* What is required
Search the entries below for the word "Ordering" and copy every line where it appears.
BEGIN Supplied material
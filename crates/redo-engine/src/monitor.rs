// SPDX-License-Identifier: BUSL-1.1
// Copyright (c) 2026 Alfred Jean LLC

//! The periodic Monitor (§4.8): uptime, worker liveness, counter deltas,
//! engine stats passthrough, a licence-placeholder banner, and an optional
//! gdb stack dump.

use std::sync::atomic::{AtomicUsize, Ordering};
use std::sync::{Arc, OnceLock};
use std::time::{Duration, Instant};

use redo_core::{Counters, EngineGateway};
use regex::Regex;

fn gdb_frame_pattern() -> &'static Regex {
    static PATTERN: OnceLock<Regex> = OnceLock::new();
    PATTERN.get_or_init(|| Regex::new(r".+ in .+:\d+$").expect("static gdb frame pattern is valid"))
}

/// Placeholder banner logged every `log_license_period` — actual licence
/// inspection is out of scope (§5 Non-goals).
const LICENSE_BANNER: &str = "license monitoring is not implemented; see Non-goals";

pub struct Monitor {
    gateway: Arc<EngineGateway>,
    counters: Arc<Counters>,
    period: Duration,
    log_license_period: Duration,
    exit_on_thread_termination: bool,
    run_gdb: bool,
}

impl Monitor {
    pub fn new(
        gateway: Arc<EngineGateway>,
        counters: Arc<Counters>,
        period: Duration,
        log_license_period: Duration,
        exit_on_thread_termination: bool,
        run_gdb: bool,
    ) -> Self {
        Self {
            gateway,
            counters,
            period,
            log_license_period,
            exit_on_thread_termination,
            run_gdb,
        }
    }

    /// Runs forever. `total_workers` is the count at pipeline startup;
    /// `alive` is decremented by the Supervisor as each worker returns.
    pub async fn run(self, total_workers: usize, alive: Arc<AtomicUsize>) {
        let started_at = Instant::now();
        let mut previous = self.counters.snapshot();
        let mut since_license_log = Duration::ZERO;
        let mut tick = tokio::time::interval(self.period);
        tick.tick().await;

        loop {
            tick.tick().await;
            since_license_log += self.period;

            let live = alive.load(Ordering::Relaxed);
            let snapshot = self.counters.snapshot();
            let delta = snapshot.delta_since(&previous);
            previous = snapshot;

            tracing::info!(
                uptime_secs = started_at.elapsed().as_secs(),
                workers_total = total_workers,
                workers_live = live,
                redo_records_from_engine = snapshot.redo_records_from_engine,
                redo_records_from_engine_delta = delta.redo_records_from_engine,
                processed_redo_records = snapshot.processed_redo_records,
                processed_redo_records_delta = delta.processed_redo_records,
                sent_to_info_queue = snapshot.sent_to_info_queue,
                sent_to_info_queue_delta = delta.sent_to_info_queue,
                sent_to_failure_queue = snapshot.sent_to_failure_queue,
                sent_to_failure_queue_delta = delta.sent_to_failure_queue,
                sent_to_redo_queue = snapshot.sent_to_redo_queue,
                sent_to_redo_queue_delta = delta.sent_to_redo_queue,
                received_from_redo_queue = snapshot.received_from_redo_queue,
                received_from_redo_queue_delta = delta.received_from_redo_queue,
                "monitor tick"
            );

            match self.gateway.stats().await {
                Ok(stats) => tracing::info!(engine_stats = %stats, "engine stats"),
                Err(error) => tracing::warn!(error = %error, "failed to fetch engine stats"),
            }

            if since_license_log >= self.log_license_period {
                tracing::info!("{LICENSE_BANNER}");
                since_license_log = Duration::ZERO;
            }

            if self.run_gdb {
                self.dump_stack_trace().await;
            }

            if self.exit_on_thread_termination && live < total_workers {
                tracing::error!(workers_total = total_workers, workers_live = live, "a worker terminated early, exiting");
                std::process::exit(1);
            }
        }
    }

    async fn dump_stack_trace(&self) {
        let pid = std::process::id().to_string();
        let output = tokio::process::Command::new("gdb")
            .args(["-p", &pid, "-batch", "-ex", "thread apply all bt"])
            .output()
            .await;

        match output {
            Ok(output) => {
                let text = String::from_utf8_lossy(&output.stdout);
                let pattern = gdb_frame_pattern();
                let frames: Vec<&str> = text.lines().map(str::trim).filter(|line| pattern.is_match(line)).collect();
                tracing::debug!(frames = frames.join(" | "), "gdb stack dump");
            }
            Err(error) => tracing::debug!(error = %error, "gdb stack dump unavailable"),
        }
    }
}

#[cfg(test)]
#[path = "monitor_tests.rs"]
mod tests;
END Supplied material
* Answer box
use std::sync::atomic::{AtomicUsize, Ordering};
            let live = alive.load(Ordering::Relaxed);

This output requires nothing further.